→ **INSTRUCTIONS FOR THE TASK**
Transcribe exactly the span of lines that begins the records and ends with the line holding "stay dates along", both boundary lines included.

Saved data entries:
<<<<

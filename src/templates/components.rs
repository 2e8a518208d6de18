use maud::{html, Markup};

use crate::core::filters::{AMENITY_CHOICES, BEDROOM_CHOICES};
use crate::models::{FilterState, Listing};

/// Number of amenity badges shown on a card before "+N more"
const CARD_AMENITY_LIMIT: usize = 3;

/// Link to a property page, carrying the chosen stay dates along
pub fn property_href(listing: &Listing, state: &FilterState) -> String {
    let mut params = Vec::new();
    if let Some(check_in) = state.check_in {
        params.push(format!("checkIn={}", check_in));
    }
    if let Some(check_out) = state.check_out {
        params.push(format!("checkOut={}", check_out));
    }
    if let Some(guests) = state.guests {
        params.push(format!("guests={}", guests));
    }

    let base = format!("/property/{}", urlencoding::encode(&listing.id));
    if params.is_empty() {
        base
    } else {
        format!("{}?{}", base, params.join("&"))
    }
}

pub fn property_card(listing: &Listing, state: &FilterState) -> Markup {
    let extra_amenities = listing.amenities.len().saturating_sub(CARD_AMENITY_LIMIT);

    html! {
        article class="card property-card" {
            a href=(property_href(listing, state)) {
                div class="card-image" {
                    @if let Some(image) = listing.cover_image() {
                        img src=(image) alt=(listing.title) loading="lazy";
                    }
                    span class="badge price-badge" { "$" (listing.price) "/night" }
                }
                div class="card-body" {
                    div class="card-title-row" {
                        h3 { (listing.title) }
                        span class="rating" { "★ " (listing.rating) }
                    }
                    p class="location" { (listing.location) }
                    p class="facts" {
                        span { (listing.max_guests) " guests" }
                        span { (listing.bedrooms) " bd" }
                        span { (listing.bathrooms) " ba" }
                    }
                    div class="badges" {
                        @for amenity in listing.amenities.iter().take(CARD_AMENITY_LIMIT) {
                            span class="badge" { (amenity) }
                        }
                        @if extra_amenities > 0 {
                            span class="badge outline" { "+" (extra_amenities) " more" }
                        }
                    }
                }
            }
        }
    }
}

/// Where / check in / check out / guests form
///
/// Sidebar filters ride along as hidden fields so a new search only
/// replaces the search-bar fields.
pub fn search_bar(state: &FilterState) -> Markup {
    let (min_price, max_price) = (state.min_price, state.max_price);

    html! {
        form class="card search-bar" method="get" action="/search" {
            div class="field" {
                label for="location" { "Where" }
                input id="location" name="location" type="text"
                    placeholder="Search destinations"
                    value=[state.location.as_deref()];
            }
            div class="field" {
                label for="checkIn" { "Check in" }
                input id="checkIn" name="checkIn" type="date"
                    value=[state.check_in.map(|d| d.to_string())];
            }
            div class="field" {
                label for="checkOut" { "Check out" }
                input id="checkOut" name="checkOut" type="date"
                    value=[state.check_out.map(|d| d.to_string())];
            }
            div class="field" {
                label for="guests" { "Guests" }
                input id="guests" name="guests" type="number" min="1"
                    placeholder="Add guests"
                    value=[state.guests];
            }
            @if let Some(min) = min_price {
                input type="hidden" name="minPrice" value=(min);
            }
            @if let Some(max) = max_price {
                input type="hidden" name="maxPrice" value=(max);
            }
            @if let Some(bedrooms) = state.bedrooms {
                input type="hidden" name="bedrooms" value=(bedrooms);
            }
            @for amenity in &state.amenities {
                input type="hidden" name="amenities" value=(amenity);
            }
            button type="submit" class="primary" { "Search" }
        }
    }
}

pub fn filter_sidebar(state: &FilterState, price_step: u32) -> Markup {
    let (min_price, max_price) = state.price_range();
    let ceiling = state.price_ceiling();

    html! {
        aside class="card filters" {
            div class="filters-header" {
                h2 { "Filters" }
                a href=(state.cleared().search_href()) class="ghost" { "Clear all" }
            }
            form method="get" action="/search" {
                @if let Some(location) = &state.location {
                    input type="hidden" name="location" value=(location);
                }
                @if let Some(check_in) = state.check_in {
                    input type="hidden" name="checkIn" value=(check_in.to_string());
                }
                @if let Some(check_out) = state.check_out {
                    input type="hidden" name="checkOut" value=(check_out.to_string());
                }
                @if let Some(guests) = state.guests {
                    input type="hidden" name="guests" value=(guests);
                }
                @if let Some(bedrooms) = state.bedrooms {
                    input type="hidden" name="bedrooms" value=(bedrooms);
                }

                fieldset {
                    legend { "Price Range" }
                    div class="price-range" {
                        input type="number" name="minPrice" min="0" max=(ceiling) step=(price_step) value=(min_price);
                        span { "to" }
                        input type="number" name="maxPrice" min="0" max=(ceiling) step=(price_step) value=(max_price);
                    }
                    p class="muted" { "$" (min_price) " – $" (max_price) }
                }

                fieldset {
                    legend { "Amenities" }
                    @for amenity in AMENITY_CHOICES {
                        label class="checkbox" {
                            input type="checkbox" name="amenities" value=(amenity) checked[state.has_amenity(amenity)];
                            " " (amenity)
                        }
                    }
                }

                button type="submit" class="primary" { "Apply filters" }
            }

            fieldset {
                legend { "Bedrooms" }
                div class="bedroom-choices" {
                    @for count in BEDROOM_CHOICES {
                        a href=(state.toggle_bedrooms(count).search_href())
                            class=(if state.bedrooms == Some(count) { "chip selected" } else { "chip" }) {
                            (count) "+"
                        }
                    }
                }
            }
        }
    }
}

/// Removable badges for the location / guests / bedrooms filters
pub fn active_filter_badges(state: &FilterState) -> Markup {
    html! {
        div class="badges active-filters" {
            @if let Some(location) = &state.location {
                span class="badge" {
                    (location) " "
                    a href=(state.without_location().search_href()) aria-label="Remove location filter" { "×" }
                }
            }
            @if let Some(guests) = state.guests {
                span class="badge" {
                    (guests) " guests "
                    a href=(state.without_guests().search_href()) aria-label="Remove guests filter" { "×" }
                }
            }
            @if let Some(bedrooms) = state.bedrooms {
                span class="badge" {
                    (bedrooms) "+ bedrooms "
                    a href=(state.without_bedrooms().search_href()) aria-label="Remove bedrooms filter" { "×" }
                }
            }
        }
    }
}

pub fn empty_state(state: &FilterState) -> Markup {
    html! {
        div class="card empty-state" {
            h3 { "No properties found" }
            p { "Try adjusting your filters or search criteria" }
            a href=(state.cleared().search_href()) class="button primary" { "Clear all filters" }
        }
    }
}

pub fn star_row(rating: u8) -> Markup {
    html! {
        span class="stars" aria-label=(format!("{} out of 5 stars", rating)) {
            @for i in 0..5u8 {
                @if i < rating { "★" } @else { "☆" }
            }
        }
    }
}

#[cfg(test)]
mod tests {
    use super::*;
    use crate::services::ListingStore;

    #[test]
    fn test_property_href_carries_dates() {
        let store = ListingStore::embedded().unwrap();
        let listing = store.get("1").unwrap();
        let state = crate::models::FilterState::from_params(
            crate::models::SearchParams::from_query("checkIn=2024-03-01&checkOut=2024-03-04"),
            500,
        );

        assert_eq!(
            property_href(listing, &state),
            "/property/1?checkIn=2024-03-01&checkOut=2024-03-04"
        );
        assert_eq!(property_href(listing, &FilterState::default()), "/property/1");
    }

    #[test]
    fn test_card_shows_more_badge() {
        let store = ListingStore::embedded().unwrap();
        let listing = store.get("1").unwrap();
        let markup = property_card(listing, &FilterState::default()).into_string();

        assert!(markup.contains("$350/night"));
        assert!(markup.contains("+3 more"));
    }

    #[test]
    fn test_sidebar_marks_selected_bedrooms() {
        let state = FilterState::default().toggle_bedrooms(2);
        let markup = filter_sidebar(&state, 10).into_string();

        assert!(markup.contains("chip selected"));
        assert!(markup.contains("href=\"/search\""));
    }
}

>>>>

→ **WORKED SOLUTION**
filename src/templates/components.rs
repository 2e8a518208d6de18
use maud::{html, Markup};

use crate::core::filters::{AMENITY_CHOICES, BEDROOM_CHOICES};
use crate::models::{FilterState, Listing};

/// Number of amenity badges shown on a card before "+N more"
const CARD_AMENITY_LIMIT: usize = 3;

/// Link to a property page, carrying the chosen stay dates along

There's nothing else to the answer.